Um outro argumento usado é que os bancos deviam agora compensar-nos pela ajuda que lhes demos na crise financeira. Primeiro, os bancos que sobreviveram não foram propriamente ajudados, receberam um empréstimo com juros elevados que pagaram. Sim, é verdade que receberam esse empréstimo em concorrência com o Estado e, por isso, podíamos ter precisado de menos dinheiro se não fosse a banca. Mas pagaram. E a CGD pode considerar-se que foi um investimento, e dos bons, tendo em conta os dividendos que agora entrega ao Tesouro.

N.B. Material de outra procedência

//! Kubernetes pod watch feeding the endpoint directory.
//!
//! # How It Works
//!
//! 1. Lists and watches `Pod` resources (optionally in one namespace or
//!    matching a label selector)
//! 2. Converts each pod into a [`UnitSnapshot`]
//! 3. Delivers lifecycle events to a [`LifecycleHandler`], redelivering events
//!    the handler rejects a bounded number of times
//! 4. Periodically replays every cached pod to the handler (resync)
//!
//! A full relist (on startup and after the watch reconnects) ends with a
//! [`LifecycleEvent::Relisted`] event carrying every pod seen, so pods deleted
//! while the watch was down are dropped too.

use std::collections::BTreeSet;
use std::time::Duration;

use futures::StreamExt;
use k8s_openapi::api::core::v1::{Container as PodContainer, Pod};
use kube::runtime::WatchStreamExt;
use kube::runtime::reflector;
use kube::runtime::watcher::{self, Config as WatcherConfig, Event};
use kube::{Api, Client};
use tokio::task::JoinHandle;
use tokio::time::{self, Instant, MissedTickBehavior};
use tracing::Instrument;

use crate::directory::{Container, Identity, LifecycleEvent, LifecycleHandler, Phase, UnitSnapshot};
use crate::error::{Error, Result};

/// Delay before the first redelivery of a rejected event. Later attempts
/// wait proportionally longer.
const RETRY_BACKOFF: Duration = Duration::from_millis(100);

/// Shortest resync period; `tokio::time::interval` rejects a zero period.
const MIN_RESYNC_INTERVAL: Duration = Duration::from_millis(1);

/// Configuration for the pod watch.
#[derive(Clone, Debug)]
pub struct WatchConfig {
    /// Namespace to watch. If `None`, pods in all namespaces are watched.
    pub namespace: Option<String>,

    /// Label selector restricting the watched pods.
    pub label_selector: Option<String>,

    /// Period between full replays of the cached pods.
    pub resync_interval: Duration,

    /// How many times a rejected event is redelivered before it is dropped.
    pub max_retries: usize,
}

impl Default for WatchConfig {
    fn default() -> Self {
        Self {
            namespace: None,
            label_selector: None,
            resync_interval: Duration::from_secs(5),
            max_retries: 5,
        }
    }
}

impl WatchConfig {
    /// Creates a configuration watching all namespaces.
    #[must_use]
    pub fn new() -> Self {
        Self::default()
    }

    /// Restricts the watch to a namespace.
    #[must_use]
    pub fn namespace(mut self, namespace: impl Into<String>) -> Self {
        self.namespace = Some(namespace.into());
        self
    }

    /// Restricts the watch to pods matching a label selector.
    #[must_use]
    pub fn labels(mut self, selector: impl Into<String>) -> Self {
        self.label_selector = Some(selector.into());
        self
    }

    /// Sets the resync period. Periods below one millisecond are raised to
    /// one millisecond.
    #[must_use]
    pub fn resync_interval(mut self, interval: Duration) -> Self {
        self.resync_interval = interval.max(MIN_RESYNC_INTERVAL);
        self
    }

    /// The resync period actually used by the watch, never zero even when
    /// the field was set directly.
    fn resync_period(&self) -> Duration {
        self.resync_interval.max(MIN_RESYNC_INTERVAL)
    }

    /// Sets the number of redeliveries for rejected events.
    #[must_use]
    pub fn max_retries(mut self, retries: usize) -> Self {
        self.max_retries = retries;
        self
    }
}

impl TryFrom<&Pod> for UnitSnapshot {
    type Error = Error;

    fn try_from(pod: &Pod) -> Result<Self> {
        let identity = pod_identity(pod)?;
        let status = pod.status.as_ref();

        let phase = status
            .and_then(|s| s.phase.as_deref())
            .map_or(Phase::Unknown, Phase::from);

        let address = status
            .and_then(|s| s.pod_ip.as_deref())
            .and_then(|ip| ip.parse().ok());

        let containers = pod
            .spec
            .as_ref()
            .map(|spec| spec.containers.iter().map(container).collect())
            .unwrap_or_default();

        Ok(Self {
            identity,
            phase,
            address,
            containers,
        })
    }
}

fn pod_identity(pod: &Pod) -> Result<Identity> {
    let name = pod
        .metadata
        .name
        .as_deref()
        .ok_or(Error::InvalidPod("name"))?;
    let namespace = pod
        .metadata
        .namespace
        .as_deref()
        .ok_or(Error::InvalidPod("namespace"))?;

    Ok(Identity::new(namespace, name))
}

fn container(c: &PodContainer) -> Container {
    let ports = c
        .ports
        .iter()
        .flatten()
        .filter_map(|p| u16::try_from(p.container_port).ok())
        .filter(|p| *p != 0)
        .collect();

    Container::new(c.name.clone(), ports)
}

/// Starts watching pods and delivering lifecycle events to `handler`.
///
/// This function spawns a background task that runs until `drain` is
/// signaled or the watch stream ends.
///
/// # Requirements
///
/// - The application must have RBAC permissions to list and watch `Pod`
///   resources
/// - Kubernetes client configuration (in-cluster or kubeconfig)
pub fn watch<H>(client: Client, config: WatchConfig, handler: H, drain: drain::Watch) -> JoinHandle<()>
where
    H: LifecycleHandler + 'static,
{
    let span = tracing::info_span!("watch", namespace = config.namespace.as_deref().unwrap_or("*"));

    tokio::spawn(watch_loop(client, config, handler, drain).instrument(span))
}

/// Background task that watches pods and delivers lifecycle events.
///
/// Watch errors are retried with backoff by the watcher itself; this only
/// returns on shutdown or when the stream ends.
async fn watch_loop<H>(client: Client, config: WatchConfig, handler: H, drain: drain::Watch)
where
    H: LifecycleHandler,
{
    let pods: Api<Pod> = match &config.namespace {
        Some(namespace) => Api::namespaced(client, namespace),
        None => Api::all(client),
    };

    let mut watcher_config = WatcherConfig::default();
    if let Some(selector) = &config.label_selector {
        watcher_config = watcher_config.labels(selector);
    }

    let (reader, writer) = reflector::store::<Pod>();
    let stream = watcher::watcher(pods, watcher_config)
        .default_backoff()
        .reflect(writer);
    tokio::pin!(stream);

    let period = config.resync_period();
    let mut resync = time::interval_at(Instant::now() + period, period);
    resync.set_missed_tick_behavior(MissedTickBehavior::Delay);

    let shutdown = drain.signaled();
    tokio::pin!(shutdown);

    let mut relist = None;

    tracing::debug!(
        "Starting Kubernetes pod watch, resync every {:?}",
        period
    );

    loop {
        tokio::select! {
            release = &mut shutdown => {
                tracing::info!("stopping pod watch");
                drop(release);
                return;
            }

            event = stream.next() => match event {
                Some(Ok(event)) => {
                    for event in process_event(&event, &mut relist) {
                        deliver(&handler, event, config.max_retries).await;
                    }
                }
                Some(Err(error)) => tracing::warn!(%error, "pod watch failed, retrying"),
                None => {
                    tracing::warn!("pod watch ended");
                    return;
                }
            },

            _ = resync.tick() => {
                let cached = reader.state();
                tracing::debug!(pods = cached.len(), "resyncing pods");
                for pod in cached {
                    if let Some(event) = observed(&pod) {
                        deliver(&handler, event, config.max_retries).await;
                    }
                }
            }
        }
    }
}

/// Converts a watcher event into lifecycle events.
///
/// `relist` collects identities between `Init` and `InitDone`.
fn process_event(
    event: &Event<Pod>,
    relist: &mut Option<BTreeSet<Identity>>,
) -> Vec<LifecycleEvent> {
    match event {
        Event::Apply(pod) => observed(pod).into_iter().collect(),

        Event::InitApply(pod) => {
            let Some(event) = observed(pod) else {
                return Vec::new();
            };

            if let (Some(seen), LifecycleEvent::Observed(unit)) = (relist.as_mut(), &event) {
                seen.insert(unit.identity.clone());
            }

            vec![event]
        }

        Event::Delete(pod) => match pod_identity(pod) {
            Ok(identity) => vec![LifecycleEvent::Deleted(identity)],
            Err(error) => {
                tracing::warn!(%error, "ignoring deleted pod");
                Vec::new()
            }
        },

        Event::Init => {
            tracing::debug!("Kubernetes pod relist started");
            *relist = Some(BTreeSet::new());
            Vec::new()
        }

        Event::InitDone => {
            let seen = relist.take().unwrap_or_default();
            tracing::debug!(pods = seen.len(), "Kubernetes pod relist done");
            vec![LifecycleEvent::Relisted(seen)]
        }
    }
}

/// Converts a pod into an observation, skipping pods that cannot be
/// identified.
fn observed(pod: &Pod) -> Option<LifecycleEvent> {
    match UnitSnapshot::try_from(pod) {
        Ok(unit) => Some(LifecycleEvent::Observed(unit)),
        Err(error) => {
            tracing::warn!(%error, "ignoring pod");
            None
        }
    }
}

/// Hands an event to `handler`, redelivering it up to `max_retries` times.
///
/// Returns whether the event was eventually accepted.
async fn deliver<H>(handler: &H, event: LifecycleEvent, max_retries: usize) -> bool
where
    H: LifecycleHandler + ?Sized,
{
    let mut attempt = 0;
    loop {
        match handler.handle(event.clone()) {
            Ok(transition) => {
                tracing::trace!(?transition, "handled lifecycle event");
                return true;
            }
            Err(error) if attempt < max_retries => {
                attempt += 1;
                tracing::debug!(%error, attempt, "lifecycle event rejected, retrying");
                time::sleep(RETRY_BACKOFF * u32::try_from(attempt).unwrap_or(u32::MAX)).await;
            }
            Err(error) => {
                tracing::error!(%error, ?event, "dropping lifecycle event after {attempt} retries");
                return false;
            }
        }
    }
}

Neste momento a subida dos lucros reflete o aumento das margens, mas também a redução das imparidades. Mas com o regresso à normalidade das taxas de juro, aquilo que se pode fazer é começar a racionalizar as comissões, como aliás o Governo já está a concretizar. Claro que não há santos na banca, mas fazer dos bancos o centro das críticas é contribuir para o populismo e para a iliteracia financeira.
Queremos pagar menos impostos, mas também queremos que o Estado nos pague juros altos quando lhe emprestamos dinheiro, sem percebermos que isso é pago por nós e significa, a prazo, mais impostos. Queremos bancos sólidos e que não precisem de ajuda do contribuinte, mas queremos que eles sejam irracionais na gestão, que até se prejudiquem financeiramente enfrentando o risco de terem problemas e de precisarem depois de ajuda.
O que é interessante no que se está a passar é ser mais um exemplo de como queremos uma coisa e o seu contrário ou, para aplicar um provérbio em voga na classe política, queremos “sol na eira e chuva no nabal”. Queremos, em suma, milagres.